I do see they use different write function signatures and I can't see the internals of those functions.
SPIWrite
vs. spi_flash_write
But the main difference here may be that the Puya flash write does perform a read before a write and the firmware update routine does only start a next erase and waits until spiflash_is_ready()
But I don't know how the PUYA flash does react to that.
Strictly speaking, the Puya flash does not need a call to erase the flash first, when writing data to it. As long as you don't assume only changes from 1 to 0 will be written. So a very simple test could be to disable the erase here when it is Puya flash. That should hardly increase the size of the bootloader as it is only a single read + if statement.
This short investigation is only on the writing part of the firmware. I don't know if somewhere a state is kept on the flash, either during the upload phase, or the extraction phase. If so, then you really must make sure to write the data to this address verbatim as you want it to end up on flash and not just set a single bit to 0 and write it.
Does the boot sequence also assume the last used block of the sketch to be erased? If so, then that may need to be written with 0xFF on Puya chips. For example, is the checksum computed over some block size, or only on the bytes used? Maybe the update is never started if the uploaded firmware is not matching the checksum?

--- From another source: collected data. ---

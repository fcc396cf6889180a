#[macro_use]
extern crate criterion;
extern crate libbigint;

use criterion::Criterion;
use libbigint::BigInt;

macro_rules! bench_bigint_cmp {
    ($($name: ident: $size: expr)*)=> {
        $(
        fn $name(c: &mut Criterion) -> () {
            let u = BigInt::from_digits(&String::from_utf8(vec![b'9'; $size]).unwrap()).unwrap();
            let v = BigInt::from_digits(&String::from_utf8(vec![b'5'; $size]).unwrap()).unwrap();
            let w = -&v;
            let cases = [("eq", &u, &u), ("lt", &v, &u), ("gt", &u, &v), ("neg", &u, &w)];
            for (case, lhs, rhs) in cases.iter() {
                c.bench_function(&(concat!("BigInt_", $size, "_cmp_").to_string() + *case), |b| {
                    b.iter(|| lhs.cmp(rhs))
                });
            }
        }
    )*
    }
}

bench_bigint_cmp! {
    size_1024: 1024
    size_2048: 2048
    size_4096: 4096
}

criterion_group!(bigint_cmp_benches, size_1024, size_2048, size_4096);
criterion_main!(bigint_cmp_benches);
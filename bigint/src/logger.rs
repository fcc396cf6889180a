//! Level-tagged logging for bigint runs.
//!
//! Every message goes through a [MessageFormatter], which fills a format string like
//! `"[{time}] {level}: {message}"` with the current local time, the level tag and the message.
//! Loggers either collect formatted messages in memory ([BufferLogger]), append them to a file
//! ([FileLogger]), or both ([DoubleLogger]).

use std::fmt;
use std::fs::{File, OpenOptions};
use std::io::{self, Write};
use std::path::Path;

const TIME_TAG: &str = "{time}";
const LEVEL_TAG: &str = "{level}";
const MESSAGE_TAG: &str = "{message}";

/// Format used when none is given.
pub const DEFAULT_LOG_FORMAT: &str = "{level}: {message}";

/// Severity of a logged message.
#[derive(Debug, Clone, Copy, PartialEq, Eq)]
pub enum LogLevel {
    /// Progress of a run.
    Info,
    /// Something worth noticing that did not stop the run.
    Warning,
    /// Something that went wrong.
    Error,
}

impl LogLevel {
    /// The tag substituted for `{level}`.
    pub fn tag(self) -> &'static str {
        match self {
            LogLevel::Info => "info",
            LogLevel::Warning => "warning",
            LogLevel::Error => "error",
        }
    }
}

impl fmt::Display for LogLevel {
    fn fmt(&self, f: &mut fmt::Formatter) -> fmt::Result {
        f.write_str(self.tag())
    }
}

/// Renders log messages according to a format string.
#[derive(Debug, Clone)]
pub struct MessageFormatter {
    format: String,
}

impl Default for MessageFormatter {
    fn default() -> Self {
        Self::new(DEFAULT_LOG_FORMAT)
    }
}

impl MessageFormatter {
    /// Creates a formatter for `format`, which may contain the placeholders `{time}`,
    /// `{level}` and `{message}`.
    pub fn new(format: impl Into<String>) -> Self {
        Self {
            format: format.into(),
        }
    }

    /// Formats a message, terminated by a newline.
    ///
    /// Only the first occurrence of each placeholder is replaced.
    pub fn format(&self, message: &str, level: LogLevel) -> String {
        let mut formatted = self.format.clone();
        if formatted.contains(TIME_TAG) {
            let time = chrono::Local::now().format("%H:%M:%S").to_string();
            formatted = formatted.replacen(TIME_TAG, &time, 1);
        }
        formatted = formatted.replacen(LEVEL_TAG, level.tag(), 1);
        formatted = formatted.replacen(MESSAGE_TAG, message, 1);
        formatted.push('\n');
        formatted
    }
}

/// A sink for log messages.
pub trait Logger {
    /// Logs a message at a level.
    fn log(&mut self, message: &str, level: LogLevel) -> io::Result<()>;

    /// Logs a message at [Info](LogLevel::Info) level.
    fn info(&mut self, message: &str) -> io::Result<()> {
        self.log(message, LogLevel::Info)
    }

    /// Logs a message at [Warning](LogLevel::Warning) level.
    fn warning(&mut self, message: &str) -> io::Result<()> {
        self.log(message, LogLevel::Warning)
    }

    /// Logs a message at [Error](LogLevel::Error) level.
    fn error(&mut self, message: &str) -> io::Result<()> {
        self.log(message, LogLevel::Error)
    }
}

/// Collects formatted messages in memory.
#[derive(Debug, Default)]
pub struct BufferLogger {
    formatter: MessageFormatter,
    buffer: String,
}

impl BufferLogger {
    /// Creates an empty buffer logger.
    pub fn new(formatter: MessageFormatter) -> Self {
        Self {
            formatter,
            buffer: String::new(),
        }
    }

    /// Everything logged so far.
    pub fn output(&self) -> &str {
        &self.buffer
    }

    /// Consumes the logger, returning everything logged.
    pub fn into_output(self) -> String {
        self.buffer
    }
}

impl Logger for BufferLogger {
    fn log(&mut self, message: &str, level: LogLevel) -> io::Result<()> {
        self.buffer
            .push_str(&self.formatter.format(message, level));
        Ok(())
    }
}

/// Appends formatted messages to a file.
#[derive(Debug)]
pub struct FileLogger {
    formatter: MessageFormatter,
    file: File,
}

impl FileLogger {
    /// Opens `path` for appending, creating it if needed.
    pub fn open(path: impl AsRef<Path>, formatter: MessageFormatter) -> io::Result<Self> {
        let file = OpenOptions::new().create(true).append(true).open(path)?;
        Ok(Self { formatter, file })
    }
}

impl Logger for FileLogger {
    fn log(&mut self, message: &str, level: LogLevel) -> io::Result<()> {
        self.file
            .write_all(self.formatter.format(message, level).as_bytes())
    }
}

/// Logs to a buffer and, when configured, to a file as well.
#[derive(Debug)]
pub struct DoubleLogger {
    file: Option<FileLogger>,
    buffer: BufferLogger,
}

impl DoubleLogger {
    /// Creates a logger writing to a buffer, and to `log_file` if given.
    pub fn new<P: AsRef<Path>>(formatter: MessageFormatter, log_file: Option<P>) -> io::Result<Self> {
        let file = match log_file {
            Some(path) => Some(FileLogger::open(path, formatter.clone())?),
            None => None,
        };
        Ok(Self {
            file,
            buffer: BufferLogger::new(formatter),
        })
    }

    /// Everything logged to the buffer so far.
    pub fn output(&self) -> &str {
        self.buffer.output()
    }

    /// Consumes the logger, returning everything logged to the buffer.
    pub fn into_output(self) -> String {
        self.buffer.into_output()
    }
}

impl Logger for DoubleLogger {
    fn log(&mut self, message: &str, level: LogLevel) -> io::Result<()> {
        if let Some(file) = self.file.as_mut() {
            file.log(message, level)?;
        }
        self.buffer.log(message, level)
    }
}
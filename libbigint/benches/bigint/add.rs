#[macro_use]
extern crate criterion;
extern crate lazy_static;
extern crate libbigint;

use criterion::Criterion;
use lazy_static::lazy_static;
use libbigint::{add, BigInt};

fn bg(input: &str) -> BigInt {
    BigInt::from_digits(input).unwrap()
}

lazy_static! {
    static ref INPUT: [(BigInt, BigInt); 4] = [
        (bg("99999999999999999999999999999999"), bg("999999999999999999999")),
        (bg("555555555555555555555555555"), bg("-555555555555555555")),
        (bg("-99999999999999999999999999"), bg("9999999999999999")),
        (bg("-99999999999999999999999999"), bg("-9999999999999999")),
    ];
}

fn bench_add(c: &mut Criterion) {
    c.bench_function("add", |b| {
        b.iter(|| {
            for (u, v) in INPUT.iter() {
                add(u, v);
            }
        })
    });
}

macro_rules! bench_bigint_add {
    ($($name: ident: $size: expr)*)=> {
        $(
        fn $name(c: &mut Criterion) -> () {
            let u = BigInt::from_digits(&String::from_utf8(vec![b'9'; $size]).unwrap()).unwrap();
            let v = BigInt::from_digits(&String::from_utf8(vec![b'7'; $size]).unwrap()).unwrap();
            c.bench_function(concat!("BigInt_", $size, "_add"), |b| {
                b.iter(|| add(&u, &v))
            });
        }
    )*
    }
}

bench_bigint_add! {
    size_1024: 1024
    size_4096: 4096
}

criterion_group!(add_benches, bench_add, size_1024, size_4096);
criterion_main!(add_benches);
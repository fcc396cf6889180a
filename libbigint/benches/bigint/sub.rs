#[macro_use]
extern crate criterion;
extern crate lazy_static;
extern crate libbigint;

use criterion::Criterion;
use lazy_static::lazy_static;
use libbigint::{subtract, BigInt};

fn bg(input: &str) -> BigInt {
    BigInt::from_digits(input).unwrap()
}

lazy_static! {
    static ref INPUT: [(BigInt, BigInt); 4] = [
        (bg("99999999999999999999999999999999"), bg("999999999999999999999")),
        (bg("555555555555555555"), bg("555555555555555555555555555")),
        (bg("-99999999999999999999999999"), bg("9999999999999999")),
        (bg("-99999999999999999999999999"), bg("-9999999999999999")),
    ];
}

fn bench_sub(c: &mut Criterion) {
    c.bench_function("sub", |b| {
        b.iter(|| {
            for (u, v) in INPUT.iter() {
                subtract(u, v);
            }
        })
    });
}

macro_rules! bench_bigint_sub {
    ($($name: ident: $size: expr)*)=> {
        $(
        fn $name(c: &mut Criterion) -> () {
            let u = BigInt::from_digits(&String::from_utf8(vec![b'1'; $size]).unwrap()).unwrap();
            let v = BigInt::from_digits(&String::from_utf8(vec![b'9'; $size - 1]).unwrap()).unwrap();
            c.bench_function(concat!("BigInt_", $size, "_sub"), |b| {
                b.iter(|| subtract(&u, &v))
            });
        }
    )*
    }
}

bench_bigint_sub! {
    size_1024: 1024
    size_4096: 4096
}

criterion_group!(sub_benches, bench_sub, size_1024, size_4096);
criterion_main!(sub_benches);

I did some further testing and it seems it's a kind of gamble if it succesfully updates. It sometimes finishes the gzip upload just fine.
I suggest to close this issue for now and let's see once 2.7.0 is released if other users have the same experience as I did.
For all non Puya chips I love the new gzip feature enabling much functionality in one OTA go.
Maybe you could check the file size of the files that succeed and the ones that fail. Maybe the successful ones have a filesize multiple of 4 bytes?
I have a Digoo DG-SP-202 and a Neo both with a puya flash chip id (0x146085) which seem to fail to succesfully OTA a gzipped binary.
The upload goes fine but after a reboot it still comes back with the previous code version.
Is the puya flash fix integrated in the eboot gzipped code?